_Required action:_ With nothing added or dropped, output every record below exactly.

*** Opening of Provided records ***

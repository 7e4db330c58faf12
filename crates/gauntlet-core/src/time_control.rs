use serde::{Deserialize, Serialize};

/// 1対局・片側分の持ち時間設定。
///
/// `base_ms`/`increment_ms` がフィッシャー式の持ち時間、`move_time_ms` は
/// 1手固定時間。`depth`/`nodes` は探索量の上限。複数同時指定も許される。
#[derive(Clone, Copy, Debug, Default, PartialEq, Eq, Serialize, Deserialize)]
pub struct TimeControl {
    #[serde(default)]
    pub base_ms: u64,
    #[serde(default)]
    pub increment_ms: u64,
    #[serde(default, skip_serializing_if = "Option::is_none")]
    pub move_time_ms: Option<u64>,
    #[serde(default, skip_serializing_if = "Option::is_none")]
    pub depth: Option<u32>,
    #[serde(default, skip_serializing_if = "Option::is_none")]
    pub nodes: Option<u64>,
}

impl TimeControl {
    pub fn with_base(base_ms: u64, increment_ms: u64) -> Self {
        Self {
            base_ms,
            increment_ms,
            ..Self::default()
        }
    }

    pub fn with_move_time(move_time_ms: u64) -> Self {
        Self {
            move_time_ms: Some(move_time_ms),
            ..Self::default()
        }
    }

    /// 壁時計式の持ち時間を持つか。
    pub fn has_wall_clock(&self) -> bool {
        self.base_ms > 0
    }

    /// `moves` 手消化した時点までの総予算 (ms)。
    pub fn total_budget_ms(&self, moves: u32) -> u64 {
        self.base_ms
            .saturating_add(self.increment_ms.saturating_mul(u64::from(moves)))
    }
}

/// 1手ぶんの探索予算。手番が回ってくるたびに GameRecord から再計算され、
/// 保存はされない。
#[derive(Clone, Copy, Debug, Default, PartialEq, Eq)]
pub struct GoLimits {
    pub wtime_ms: u64,
    pub btime_ms: u64,
    pub winc_ms: u64,
    pub binc_ms: u64,
    pub move_time_ms: Option<u64>,
    pub depth: Option<u32>,
    pub nodes: Option<u64>,
    /// 壁時計式の持ち時間が有効か。false なら go infinite 相当。
    pub has_time_control: bool,
    pub infinite: bool,
}

impl GoLimits {
    /// 解析用の無制限探索。
    pub fn infinite() -> Self {
        Self {
            infinite: true,
            ..Self::default()
        }
    }

    /// 両者の TimeControl と消費時間・消化手数から残り時間を導出する。
    ///
    /// per-move 上限 (move_time/depth/nodes) は手番側の設定を採用する。
    pub fn from_controls(
        white_tc: &TimeControl,
        black_tc: &TimeControl,
        white_elapsed_ms: u64,
        black_elapsed_ms: u64,
        white_moves: u32,
        black_moves: u32,
        white_to_move: bool,
    ) -> Self {
        let mover_tc = if white_to_move { white_tc } else { black_tc };
        let has_time_control = mover_tc.has_wall_clock();
        Self {
            wtime_ms: white_tc.total_budget_ms(white_moves).saturating_sub(white_elapsed_ms),
            btime_ms: black_tc.total_budget_ms(black_moves).saturating_sub(black_elapsed_ms),
            winc_ms: white_tc.increment_ms,
            binc_ms: black_tc.increment_ms,
            move_time_ms: mover_tc.move_time_ms,
            depth: mover_tc.depth,
            nodes: mover_tc.nodes,
            has_time_control,
            infinite: !has_time_control
                && mover_tc.move_time_ms.is_none()
                && mover_tc.depth.is_none()
                && mover_tc.nodes.is_none(),
        }
    }

    pub fn remaining_for(&self, white: bool) -> u64 {
        if white { self.wtime_ms } else { self.btime_ms }
    }

    pub fn increment_for(&self, white: bool) -> u64 {
        if white { self.winc_ms } else { self.binc_ms }
    }

    /// 同時に有効な制限の個数。underrun 検査は 1 のときだけ行う。
    pub fn limit_count(&self) -> usize {
        usize::from(self.has_time_control)
            + usize::from(self.move_time_ms.is_some())
            + usize::from(self.depth.is_some())
            + usize::from(self.nodes.is_some())
    }

    /// 手番側がこの1手で使い切ってよい壁時計時間 (ms)。
    ///
    /// 持ち時間制では残り時間+増分、固定時間では move_time。どちらも無い
    /// 場合は None (=無制限)。
    pub fn hard_budget_ms(&self, white: bool) -> Option<u64> {
        if self.has_time_control {
            Some(self.remaining_for(white).saturating_add(self.increment_for(white)))
        } else {
            self.move_time_ms
        }
    }
}

#[cfg(test)]
mod tests {
    use super::*;

    #[test]
    fn go_limits_subtracts_elapsed_and_adds_increments() {
        let tc = TimeControl::with_base(60_000, 1_000);
        let limits = GoLimits::from_controls(&tc, &tc, 4_000, 2_500, 3, 3, true);
        // 60_000 + 3 * 1_000 - elapsed
        assert_eq!(limits.wtime_ms, 59_000);
        assert_eq!(limits.btime_ms, 60_500);
        assert_eq!(limits.winc_ms, 1_000);
        assert!(limits.has_time_control);
        assert!(!limits.infinite);
        assert_eq!(limits.limit_count(), 1);
        assert_eq!(limits.hard_budget_ms(true), Some(60_000));
    }

    #[test]
    fn go_limits_without_any_cap_is_infinite() {
        let tc = TimeControl::default();
        let limits = GoLimits::from_controls(&tc, &tc, 0, 0, 0, 0, true);
        assert!(limits.infinite);
        assert_eq!(limits.limit_count(), 0);
        assert_eq!(limits.hard_budget_ms(true), None);
    }

    #[test]
    fn limit_count_tracks_simultaneous_caps() {
        let mover = TimeControl {
            move_time_ms: Some(1_000),
            depth: Some(12),
            ..TimeControl::default()
        };
        let other = TimeControl::default();
        let limits = GoLimits::from_controls(&mover, &other, 0, 0, 0, 0, true);
        assert_eq!(limits.limit_count(), 2);
        assert_eq!(limits.hard_budget_ms(true), Some(1_000));
    }

    #[test]
    fn remaining_never_goes_negative() {
        let tc = TimeControl::with_base(1_000, 0);
        let limits = GoLimits::from_controls(&tc, &tc, 5_000, 0, 1, 1, true);
        assert_eq!(limits.wtime_ms, 0);
    }
}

*** Close of Provided records ***

_Exercise answer:_
repository 7e4db330c58faf12
filename crates/gauntlet-core/src/time_control.rs
use serde::{Deserialize, Serialize};

/// 1対局・片側分の持ち時間設定。
///
/// `base_ms`/`increment_ms` がフィッシャー式の持ち時間、`move_time_ms` は
/// 1手固定時間。`depth`/`nodes` は探索量の上限。複数同時指定も許される。
#[derive(Clone, Copy, Debug, Default, PartialEq, Eq, Serialize, Deserialize)]
pub struct TimeControl {
    #[serde(default)]
    pub base_ms: u64,
    #[serde(default)]
    pub increment_ms: u64,
    #[serde(default, skip_serializing_if = "Option::is_none")]
    pub move_time_ms: Option<u64>,
    #[serde(default, skip_serializing_if = "Option::is_none")]
    pub depth: Option<u32>,
    #[serde(default, skip_serializing_if = "Option::is_none")]
    pub nodes: Option<u64>,
}

impl TimeControl {
    pub fn with_base(base_ms: u64, increment_ms: u64) -> Self {
        Self {
            base_ms,
            increment_ms,
            ..Self::default()
        }
    }

    pub fn with_move_time(move_time_ms: u64) -> Self {
        Self {
            move_time_ms: Some(move_time_ms),
            ..Self::default()
        }
    }

    /// 壁時計式の持ち時間を持つか。
    pub fn has_wall_clock(&self) -> bool {
        self.base_ms > 0
    }

    /// `moves` 手消化した時点までの総予算 (ms)。
    pub fn total_budget_ms(&self, moves: u32) -> u64 {
        self.base_ms
            .saturating_add(self.increment_ms.saturating_mul(u64::from(moves)))
    }
}

/// 1手ぶんの探索予算。手番が回ってくるたびに GameRecord から再計算され、
/// 保存はされない。
#[derive(Clone, Copy, Debug, Default, PartialEq, Eq)]
pub struct GoLimits {
    pub wtime_ms: u64,
    pub btime_ms: u64,
    pub winc_ms: u64,
    pub binc_ms: u64,
    pub move_time_ms: Option<u64>,
    pub depth: Option<u32>,
    pub nodes: Option<u64>,
    /// 壁時計式の持ち時間が有効か。false なら go infinite 相当。
    pub has_time_control: bool,
    pub infinite: bool,
}

impl GoLimits {
    /// 解析用の無制限探索。
    pub fn infinite() -> Self {
        Self {
            infinite: true,
            ..Self::default()
        }
    }

    /// 両者の TimeControl と消費時間・消化手数から残り時間を導出する。
    ///
    /// per-move 上限 (move_time/depth/nodes) は手番側の設定を採用する。
    pub fn from_controls(
        white_tc: &TimeControl,
        black_tc: &TimeControl,
        white_elapsed_ms: u64,
        black_elapsed_ms: u64,
        white_moves: u32,
        black_moves: u32,
        white_to_move: bool,
    ) -> Self {
        let mover_tc = if white_to_move { white_tc } else { black_tc };
        let has_time_control = mover_tc.has_wall_clock();
        Self {
            wtime_ms: white_tc.total_budget_ms(white_moves).saturating_sub(white_elapsed_ms),
            btime_ms: black_tc.total_budget_ms(black_moves).saturating_sub(black_elapsed_ms),
            winc_ms: white_tc.increment_ms,
            binc_ms: black_tc.increment_ms,
            move_time_ms: mover_tc.move_time_ms,
            depth: mover_tc.depth,
            nodes: mover_tc.nodes,
            has_time_control,
            infinite: !has_time_control
                && mover_tc.move_time_ms.is_none()
                && mover_tc.depth.is_none()
                && mover_tc.nodes.is_none(),
        }
    }

    pub fn remaining_for(&self, white: bool) -> u64 {
        if white { self.wtime_ms } else { self.btime_ms }
    }

    pub fn increment_for(&self, white: bool) -> u64 {
        if white { self.winc_ms } else { self.binc_ms }
    }

    /// 同時に有効な制限の個数。underrun 検査は 1 のときだけ行う。
    pub fn limit_count(&self) -> usize {
        usize::from(self.has_time_control)
            + usize::from(self.move_time_ms.is_some())
            + usize::from(self.depth.is_some())
            + usize::from(self.nodes.is_some())
    }

    /// 手番側がこの1手で使い切ってよい壁時計時間 (ms)。
    ///
    /// 持ち時間制では残り時間+増分、固定時間では move_time。どちらも無い
    /// 場合は None (=無制限)。
    pub fn hard_budget_ms(&self, white: bool) -> Option<u64> {
        if self.has_time_control {
            Some(self.remaining_for(white).saturating_add(self.increment_for(white)))
        } else {
            self.move_time_ms
        }
    }
}

#[cfg(test)]
mod tests {
    use super::*;

    #[test]
    fn go_limits_subtracts_elapsed_and_adds_increments() {
        let tc = TimeControl::with_base(60_000, 1_000);
        let limits = GoLimits::from_controls(&tc, &tc, 4_000, 2_500, 3, 3, true);
        // 60_000 + 3 * 1_000 - elapsed
        assert_eq!(limits.wtime_ms, 59_000);
        assert_eq!(limits.btime_ms, 60_500);
        assert_eq!(limits.winc_ms, 1_000);
        assert!(limits.has_time_control);
        assert!(!limits.infinite);
        assert_eq!(limits.limit_count(), 1);
        assert_eq!(limits.hard_budget_ms(true), Some(60_000));
    }

    #[test]
    fn go_limits_without_any_cap_is_infinite() {
        let tc = TimeControl::default();
        let limits = GoLimits::from_controls(&tc, &tc, 0, 0, 0, 0, true);
        assert!(limits.infinite);
        assert_eq!(limits.limit_count(), 0);
        assert_eq!(limits.hard_budget_ms(true), None);
    }

    #[test]
    fn limit_count_tracks_simultaneous_caps() {
        let mover = TimeControl {
            move_time_ms: Some(1_000),
            depth: Some(12),
            ..TimeControl::default()
        };
        let other = TimeControl::default();
        let limits = GoLimits::from_controls(&mover, &other, 0, 0, 0, 0, true);
        assert_eq!(limits.limit_count(), 2);
        assert_eq!(limits.hard_budget_ms(true), Some(1_000));
    }

    #[test]
    fn remaining_never_goes_negative() {
        let tc = TimeControl::with_base(1_000, 0);
        let limits = GoLimits::from_controls(&tc, &tc, 5_000, 0, 1, 1, true);
        assert_eq!(limits.wtime_ms, 0);
    }
}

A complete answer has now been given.